Meat production is central to the debate on climate change and ethical food. But how much is too much – for people and the planet?
The meat on Richard Vines’s Wild Beef stall at Borough Market in London is purple. Puce, really; a cartoonish shade that old men sometimes go when they are really angry. Meat that is an unexpected hue would typically raise an eyebrow, but for Wild Beef’s devoted customers it’s the reason they come here. “The colour comes from the protein that’s been in the ground, the deep-rooted grasses, it gives that flavour of sweetness and that bit of fat taste as well,” explains Vines, who has 40 acres of wild pasture in Devon, on which he keeps Devon cattle and Welsh Blacks. “Dartmoor is mineral-rich country, God-given for cattle farming.

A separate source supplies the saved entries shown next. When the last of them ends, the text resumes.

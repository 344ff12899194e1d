//! 输入分发登记与命令行输入解析。

use std::cell::{Cell, RefCell};
use std::collections::BTreeMap;
use std::rc::{Rc, Weak};

use plancad_core::geometry::{Point2, Vector2};

/// 工具可以订阅的输入种类。
#[derive(Debug, Clone, Copy, PartialEq, Eq, Hash, PartialOrd, Ord)]
pub enum InputKind {
    Pointer,
    Text,
    Key,
}

#[derive(Debug, Clone, Copy, PartialEq, Eq)]
pub enum Key {
    Enter,
    Escape,
}

type Listeners = RefCell<BTreeMap<u64, InputKind>>;

/// 记录当前有哪些输入监听。只有持有对应订阅时，管理器才把该类输入转发给工具。
#[derive(Debug, Default, Clone)]
pub struct InputRouter {
    listeners: Rc<Listeners>,
    next: Rc<Cell<u64>>,
}

impl InputRouter {
    pub fn new() -> Self {
        Self::default()
    }

    pub fn subscribe(&self, kind: InputKind) -> Subscription {
        let id = self.next.get();
        self.next.set(id + 1);
        self.listeners.borrow_mut().insert(id, kind);
        Subscription {
            id,
            kind,
            listeners: Rc::downgrade(&self.listeners),
        }
    }

    pub fn is_listening(&self, kind: InputKind) -> bool {
        self.listeners.borrow().values().any(|k| *k == kind)
    }

    pub fn listener_count(&self) -> usize {
        self.listeners.borrow().len()
    }
}

/// 监听登记的作用域守卫，析构时自动注销。
#[derive(Debug)]
pub struct Subscription {
    id: u64,
    kind: InputKind,
    listeners: Weak<Listeners>,
}

impl Subscription {
    pub fn kind(&self) -> InputKind {
        self.kind
    }
}

impl Drop for Subscription {
    fn drop(&mut self) {
        if let Some(listeners) = self.listeners.upgrade() {
            listeners.borrow_mut().remove(&self.id);
        }
    }
}

/// 解析 `x,y` 绝对坐标或 `@dx,dy` 相对坐标（相对 `base`）。
pub fn parse_point(text: &str, base: Option<Point2>) -> Option<Point2> {
    let text = text.trim();
    let (relative, body) = match text.strip_prefix('@') {
        Some(rest) => (true, rest),
        None => (false, text),
    };
    let (x, y) = body.split_once(',')?;
    let x: f64 = x.trim().parse().ok()?;
    let y: f64 = y.trim().parse().ok()?;
    if !(x.is_finite() && y.is_finite()) {
        return None;
    }
    if relative {
        Some(base?.translate(Vector2::new(x, y)))
    } else {
        Some(Point2::new(x, y))
    }
}

pub fn parse_number(text: &str) -> Option<f64> {
    text.trim().parse::<f64>().ok().filter(|value| value.is_finite())
}

/// 解析对象 ID，接受 `12` 或 `#12`。
pub fn parse_object_id(text: &str) -> Option<u64> {
    let text = text.trim();
    text.strip_prefix('#').unwrap_or(text).parse().ok()
}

Washed by the Gulf Stream, grass grows most of the year and there’s a lot of freedom for the cattle once they are up on the moor.”
For the carnivore, the chilled cabinet at Wild Beef is the promised land. There are all the familiar cuts (steaks, ribs), alongside parts of the cow you don’t see so often (cheeks and a giant, lolling tongue that is practically black). And, if you get there early and ask nicely, Vines will slip you a bag of bones from under the counter. “One thing that’s changed: people don’t sit down for Sunday lunch any more,” he says. “Just doesn’t happen, we don’t sell many joints. But I’m working out ways of making steaks all the time. Last year we did flat iron steaks; I didn’t know what they were but they sell. And 20 years ago, we used to waste buckets of liver and such like, which nobody wanted. Now the offal all goes before the meat.”